Although there many similar questions, eg, r calculating rolling average with window based on value (not number of rows or date/time variable) , this question deserves an answer on its own as the OP is looking for the coefficients of a rolling regression .尽管有许多类似的问题,例如, r 使用基于值(不是行数或日期/时间变量)的窗口计算滚动平均值,但由于 OP 正在寻找滚动回归的系数,因此该问题本身就值得回答。
library(data.table)
ws <- 10 # size of sliding window in time units
setDT(sample)[.(start = x - ws, end = x), on = .(x > start, x <= end),
as.list(coef(lm(y ~ x.x))), by = .EACHI]
xx (Intercept) xx 1: -10 0 50.00000 NA 2: -9 1 50.00000 -1.0000000 3: -8 2 50.00000 -1.0000000 4: -7 3 50.00000 -1.0000000 5: -6 4 50.00000 -1.0000000 6: -5 5 49.61905 -0.7142857 7: -4 6 49.50000 -0.6428571 8: -3 7 49.50000 -0.6428571 9: -2 8 49.55556 -0.6666667 10: -1 9 49.63636 -0.6969697 11: 0 10 49.20000 -0.6000000 12: 1 11 48.88485 -0.5515152 13: 2 12 48.83636 -0.5515152 14: 3 13 49.20000 -0.6000000 15: 4 14 50.12121 -0.6969697 16: 5 15 49.20000 -0.6000000 17: 6 16 48.64242 -0.5515152 18: 7 17 48.59394 -0.5515152 19: 8 18 49.20000 -0.6000000 20: 9 19 50.60606 -0.6969697 21: 10 20 49.20000 -0.6000000 22: 11 21 48.40000 -0.5515152 23: 12 22 48.35152 -0.5515152 24: 13 23 49.20000 -0.6000000 25: 14 24 51.09091 -0.6969697 26: 15 25 49.20000 -0.6000000 27: 16 26 48.15758 -0.5515152 28: 17 27 48.10909 -0.5515152 29: 18 28 49.20000 -0.6000000 30: 19 29 51.57576 -0.6969697 31: 22 32 49.18487 -0.6050420 32: 23 33 50.13889 -0.6388889 33: 24 34 52.47170 -0.7169811 34: 25 35 48.97561 -0.5975610 35: 26 36 46.77358 -0.5283019 36: 27 37 45.75000 -0.5000000 37: 28 38 46.34454 -0.5210084 38: 29 39 50.57143 -0.6428571 39: 30 40 47.95556 -0.5666667 40: 31 41 47.43030 -0.5515152 41: 32 42 47.38182 -0.5515152 42: 33 43 49.20000 -0.6000000 43: 34 44 53.03030 -0.6969697 44: 37 47 49.26050 -0.6050420 45: 38 48 50.72222 -0.6388889 46: 39 49 54.22642 -0.7169811 xx (Intercept) xx
Please note that rows 10 to 30 where the time series is regularly spaced are identical to OP's rollme .请注意,时间序列有规律地间隔的第 10 到 30 行与 OP 的rollme相同。

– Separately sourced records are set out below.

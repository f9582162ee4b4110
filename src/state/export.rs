//! Export dialog state: date window and column selection.

use super::calendar::CalendarWindow;
use crate::backend::ExportColumn;
use chrono::{DateTime, Local, NaiveDate, NaiveDateTime, NaiveTime, TimeZone};

/// Format used for range inputs.
pub const RANGE_INPUT_FORMAT: &str = "%Y-%m-%dT%H:%M";

const DATE_TIME_FORMATS: [&str; 4] = [
    "%Y-%m-%dT%H:%M:%S",
    "%Y-%m-%dT%H:%M",
    "%Y-%m-%d %H:%M:%S",
    "%Y-%m-%d %H:%M",
];

/// Range endpoint.
///
#[derive(Debug, PartialEq, Eq, Clone, Copy)]
pub enum RangeField {
    Start,
    End,
}

/// Part of the dialog receiving keys.
///
#[derive(Debug, PartialEq, Eq, Clone, Copy)]
pub enum ExportFocus {
    Columns,
    Range(RangeField),
}

/// Output format of an export.
///
#[derive(Debug, PartialEq, Eq, Clone, Copy)]
pub enum ExportFormat {
    Spreadsheet,
    Document,
}

impl ExportFormat {
    pub fn file_name(&self) -> &'static str {
        match self {
            ExportFormat::Spreadsheet => "export.xlsx",
            ExportFormat::Document => "export.pdf",
        }
    }
}

/// Checks run before any rows are requested, in this order.
///
#[derive(Debug, PartialEq, Eq, Clone, thiserror::Error)]
pub enum ExportValidationError {
    #[error("Please select a valid date range")]
    MissingRange,

    #[error("Invalid date: {0} does not exist in local time")]
    InvalidDate(NaiveDateTime),

    #[error("Start date must be before end date")]
    UnorderedRange,

    #[error("Please select at least one column")]
    NoColumns,
}

/// Validated export parameters.
///
#[derive(Debug, Clone, PartialEq, Eq)]
pub struct ExportRequest {
    pub columns: Vec<String>,
    pub start: DateTime<Local>,
    pub end: DateTime<Local>,
}

/// Selection held while the export dialog is open.
///
#[derive(Debug, Clone, Default)]
pub struct ExportSelection {
    start: Option<NaiveDateTime>,
    end: Option<NaiveDateTime>,
    columns: Vec<String>,
    catalog: Vec<ExportColumn>,
    focus: Option<ExportFocus>,
    column_index: usize,
    input: String,
}

impl ExportSelection {
    /// Initialise from the displayed calendar window, or the first to last
    /// day of the current month when there is none.
    ///
    pub fn open(window: Option<CalendarWindow>, catalog: Vec<ExportColumn>) -> Self {
        let (start, end) = match window {
            Some(window) => (window.start(), window.end()),
            None => {
                let month = CalendarWindow::current();
                (month.start(), month.last_day().and_time(NaiveTime::MIN))
            }
        };
        ExportSelection {
            start: Some(start),
            end: Some(end),
            catalog,
            focus: Some(ExportFocus::Columns),
            ..ExportSelection::default()
        }
    }

    pub fn start(&self) -> Option<NaiveDateTime> {
        self.start
    }

    pub fn end(&self) -> Option<NaiveDateTime> {
        self.end
    }

    pub fn catalog(&self) -> &[ExportColumn] {
        &self.catalog
    }

    pub fn selected_columns(&self) -> &[String] {
        &self.columns
    }

    pub fn is_selected(&self, key: &str) -> bool {
        self.columns.iter().any(|column| column == key)
    }

    /// Add `key` when absent, remove it when present.
    ///
    pub fn toggle_column(&mut self, key: &str) {
        match self.columns.iter().position(|column| column == key) {
            Some(index) => {
                self.columns.remove(index);
            }
            None => self.columns.push(key.to_string()),
        }
    }

    /// Parse `raw` into the endpoint; unparseable input leaves it unchanged.
    /// Returns whether the value was applied.
    ///
    pub fn set_range_field(&mut self, which: RangeField, raw: &str) -> bool {
        match parse_date_time(raw) {
            Some(value) => {
                match which {
                    RangeField::Start => self.start = Some(value),
                    RangeField::End => self.end = Some(value),
                }
                true
            }
            None => false,
        }
    }

    /// Validate and resolve the selection into request parameters.
    ///
    pub fn prepare(&self) -> Result<ExportRequest, ExportValidationError> {
        let (start, end) = match (self.start, self.end) {
            (Some(start), Some(end)) => (resolve_local(start)?, resolve_local(end)?),
            _ => return Err(ExportValidationError::MissingRange),
        };
        if start >= end {
            return Err(ExportValidationError::UnorderedRange);
        }
        if self.columns.is_empty() {
            return Err(ExportValidationError::NoColumns);
        }
        Ok(ExportRequest {
            columns: self.columns.clone(),
            start,
            end,
        })
    }

    // Key handling helpers

    pub fn focus(&self) -> Option<ExportFocus> {
        self.focus
    }

    pub fn column_index(&self) -> usize {
        self.column_index
    }

    pub fn input(&self) -> &str {
        &self.input
    }

    /// Cycle focus columns -> start -> end, committing any range input.
    ///
    pub fn next_focus(&mut self) {
        self.commit_input();
        self.focus = Some(match self.focus {
            Some(ExportFocus::Columns) | None => ExportFocus::Range(RangeField::Start),
            Some(ExportFocus::Range(RangeField::Start)) => ExportFocus::Range(RangeField::End),
            Some(ExportFocus::Range(RangeField::End)) => ExportFocus::Columns,
        });
        self.load_input();
    }

    pub fn previous_focus(&mut self) {
        self.commit_input();
        self.focus = Some(match self.focus {
            Some(ExportFocus::Columns) | None => ExportFocus::Range(RangeField::End),
            Some(ExportFocus::Range(RangeField::End)) => ExportFocus::Range(RangeField::Start),
            Some(ExportFocus::Range(RangeField::Start)) => ExportFocus::Columns,
        });
        self.load_input();
    }

    pub fn next_column(&mut self) {
        if !self.catalog.is_empty() {
            self.column_index = (self.column_index + 1) % self.catalog.len();
        }
    }

    pub fn previous_column(&mut self) {
        if !self.catalog.is_empty() {
            self.column_index = self
                .column_index
                .checked_sub(1)
                .unwrap_or(self.catalog.len() - 1);
        }
    }

    pub fn toggle_current_column(&mut self) {
        if let Some(key) = self.catalog.get(self.column_index).map(|c| c.key.clone()) {
            self.toggle_column(&key);
        }
    }

    pub fn push_input_char(&mut self, c: char) {
        self.input.push(c);
    }

    pub fn pop_input_char(&mut self) {
        self.input.pop();
    }

    /// Apply the range input to the focused endpoint, then show the stored
    /// value again (so rejected input snaps back).
    ///
    pub fn commit_input(&mut self) {
        if let Some(ExportFocus::Range(which)) = self.focus {
            let raw = std::mem::take(&mut self.input);
            self.set_range_field(which, &raw);
            self.load_input();
        }
    }

    fn load_input(&mut self) {
        self.input = match self.focus {
            Some(ExportFocus::Range(RangeField::Start)) => format_input(self.start),
            Some(ExportFocus::Range(RangeField::End)) => format_input(self.end),
            _ => String::new(),
        };
    }
}

/// Render an endpoint the way the range inputs display it.
///
pub fn format_input(value: Option<NaiveDateTime>) -> String {
    value
        .map(|v| v.format(RANGE_INPUT_FORMAT).to_string())
        .unwrap_or_default()
}

/// Accepts `YYYY-MM-DDTHH:MM[:SS]`, `YYYY-MM-DD HH:MM[:SS]`, `YYYY-MM-DD`
/// and RFC 3339.
///
pub fn parse_date_time(raw: &str) -> Option<NaiveDateTime> {
    let raw = raw.trim();
    if raw.is_empty() {
        return None;
    }
    DATE_TIME_FORMATS
        .iter()
        .find_map(|format| NaiveDateTime::parse_from_str(raw, format).ok())
        .or_else(|| {
            NaiveDate::parse_from_str(raw, "%Y-%m-%d")
                .ok()
                .map(|date| date.and_time(NaiveTime::MIN))
        })
        .or_else(|| {
            DateTime::parse_from_rfc3339(raw)
                .ok()
                .map(|dt| dt.with_timezone(&Local).naive_local())
        })
}

fn resolve_local(value: NaiveDateTime) -> Result<DateTime<Local>, ExportValidationError> {
    Local
        .from_local_datetime(&value)
        .earliest()
        .ok_or(ExportValidationError::InvalidDate(value))
}

#[cfg(test)]
mod tests {
    use super::*;

    fn at(raw: &str) -> NaiveDateTime {
        parse_date_time(raw).unwrap()
    }

    fn catalog() -> Vec<ExportColumn> {
        vec![
            ExportColumn {
                key: "title".to_string(),
                label: "Title".to_string(),
            },
            ExportColumn {
                key: "created_at".to_string(),
                label: "Created At".to_string(),
            },
        ]
    }

    fn may() -> CalendarWindow {
        CalendarWindow::containing(NaiveDate::from_ymd_opt(2025, 5, 1).unwrap())
    }

    #[test]
    fn open_uses_displayed_window() {
        let selection = ExportSelection::open(Some(may()), catalog());
        assert_eq!(selection.start(), Some(at("2025-05-01T00:00")));
        assert_eq!(selection.end(), Some(at("2025-06-01T00:00")));
        assert_eq!(selection.catalog().len(), 2);
        assert!(selection.selected_columns().is_empty());
    }

    #[test]
    fn open_without_window_uses_current_month() {
        let month = CalendarWindow::current();
        let selection = ExportSelection::open(None, vec![]);
        assert_eq!(selection.start(), Some(month.start()));
        assert_eq!(
            selection.end(),
            Some(month.last_day().and_time(NaiveTime::MIN))
        );
    }

    #[test]
    fn toggle_twice_restores_selection() {
        let mut selection = ExportSelection::open(Some(may()), catalog());
        selection.toggle_column("title");
        let before = selection.selected_columns().to_vec();
        selection.toggle_column("created_at");
        selection.toggle_column("created_at");
        assert_eq!(selection.selected_columns(), before.as_slice());
    }

    #[test]
    fn toggle_keeps_insertion_order() {
        let mut selection = ExportSelection::default();
        selection.toggle_column("status");
        selection.toggle_column("title");
        selection.toggle_column("id");
        selection.toggle_column("title");
        assert_eq!(selection.selected_columns(), ["status", "id"]);
    }

    #[test]
    fn unparseable_range_input_is_ignored() {
        let mut selection = ExportSelection::open(Some(may()), catalog());
        assert!(!selection.set_range_field(RangeField::Start, "next tuesday"));
        assert!(!selection.set_range_field(RangeField::End, ""));
        assert_eq!(selection.start(), Some(at("2025-05-01T00:00")));
        assert_eq!(selection.end(), Some(at("2025-06-01T00:00")));
    }

    #[test]
    fn accepted_range_formats() {
        let expected = NaiveDate::from_ymd_opt(2025, 5, 10)
            .unwrap()
            .and_hms_opt(8, 30, 0)
            .unwrap();
        assert_eq!(parse_date_time("2025-05-10T08:30"), Some(expected));
        assert_eq!(parse_date_time("2025-05-10T08:30:00"), Some(expected));
        assert_eq!(parse_date_time(" 2025-05-10 08:30 "), Some(expected));
        assert_eq!(
            parse_date_time("2025-05-10"),
            Some(expected.date().and_time(NaiveTime::MIN))
        );
        assert!(parse_date_time("2025-05-10T08:30:00+00:00").is_some());
        assert_eq!(parse_date_time("2025-13-10"), None);
    }

    #[test]
    fn end_before_start_is_rejected() {
        let mut selection = ExportSelection::open(Some(may()), catalog());
        selection.toggle_column("title");
        selection.set_range_field(RangeField::Start, "2025-05-10T00:00");
        selection.set_range_field(RangeField::End, "2025-05-01T00:00");
        assert_eq!(
            selection.prepare(),
            Err(ExportValidationError::UnorderedRange)
        );
    }

    #[test]
    fn equal_endpoints_are_rejected() {
        let mut selection = ExportSelection::open(Some(may()), catalog());
        selection.toggle_column("title");
        selection.set_range_field(RangeField::Start, "2025-05-10T00:00");
        selection.set_range_field(RangeField::End, "2025-05-10T00:00");
        assert_eq!(
            selection.prepare(),
            Err(ExportValidationError::UnorderedRange)
        );
    }

    #[test]
    fn empty_column_selection_is_rejected() {
        let selection = ExportSelection::open(Some(may()), catalog());
        assert_eq!(selection.prepare(), Err(ExportValidationError::NoColumns));
    }

    #[test]
    fn missing_range_is_checked_first() {
        let selection = ExportSelection::default();
        assert_eq!(selection.prepare(), Err(ExportValidationError::MissingRange));
    }

    #[test]
    fn valid_selection_prepares_request() {
        let mut selection = ExportSelection::open(Some(may()), catalog());
        selection.toggle_column("created_at");
        selection.toggle_column("title");
        let request = selection.prepare().unwrap();
        assert_eq!(request.columns, vec!["created_at", "title"]);
        assert_eq!(request.start.naive_local(), at("2025-05-01T00:00"));
        assert_eq!(request.end.naive_local(), at("2025-06-01T00:00"));
    }

    #[test]
    fn distinct_messages_per_check() {
        let messages: Vec<String> = [
            ExportValidationError::MissingRange,
            ExportValidationError::InvalidDate(at("2025-03-30T02:30")),
            ExportValidationError::UnorderedRange,
            ExportValidationError::NoColumns,
        ]
        .iter()
        .map(|e| e.to_string())
        .collect();
        for (i, a) in messages.iter().enumerate() {
            for b in messages.iter().skip(i + 1) {
                assert_ne!(a, b);
            }
        }
    }

    #[test]
    fn range_input_commits_on_focus_change() {
        let mut selection = ExportSelection::open(Some(may()), catalog());
        selection.next_focus();
        assert_eq!(selection.focus(), Some(ExportFocus::Range(RangeField::Start)));
        assert_eq!(selection.input(), "2025-05-01T00:00");

        for _ in 0..5 {
            selection.pop_input_char();
        }
        for c in "08:15".chars() {
            selection.push_input_char(c);
        }
        selection.next_focus();
        assert_eq!(selection.start(), Some(at("2025-05-01T08:15")));
        assert_eq!(selection.input(), "2025-06-01T00:00");
    }

    #[test]
    fn rejected_range_input_snaps_back() {
        let mut selection = ExportSelection::open(Some(may()), catalog());
        selection.next_focus();
        selection.push_input_char('x');
        selection.commit_input();
        assert_eq!(selection.input(), "2025-05-01T00:00");
        assert_eq!(selection.start(), Some(at("2025-05-01T00:00")));
    }

    #[test]
    fn column_cursor_toggles_catalog_entries() {
        let mut selection = ExportSelection::open(Some(may()), catalog());
        selection.next_column();
        selection.toggle_current_column();
        assert!(selection.is_selected("created_at"));
        selection.next_column();
        assert_eq!(selection.column_index(), 0);
        selection.previous_column();
        assert_eq!(selection.column_index(), 1);
    }
}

The call to as.list() forces the result of coef(lm(...)) to appear in separate columns.对as.list()的调用强制coef(lm(...))的结果出现在单独的列中。
The code above uses a right aligned rolling window.上面的代码使用右对齐的滚动窗口。 However, the code can be easily adapted to support a left aligned window as well:但是,代码也可以很容易地调整为支持左对齐窗口:
# left aligned window
setDT(sample)[.(start = x, end = x + ws), on = .(x >= start, x < end),
as.list(coef(lm(y ~ x.x))), by = .EACHI]
解决方案3
0 2020-04-13 07:39:40
With runner one can apply any R function in irregular time series.使用runner可以在不规则的时间序列中应用任何 R 函数。 User has to specify put data to x argument and vector of dates to idx argument (to make windows time dependent).用户必须将数据指定为x参数,并将日期向量指定为idx参数(以使 Windows 时间相关)。 Window width k can be a integer k = 30 or character like in seq.POSIXt k = "30 secs" .窗口宽度k可以是整数k = 30或像 seq.POSIXt k = "30 secs"字符。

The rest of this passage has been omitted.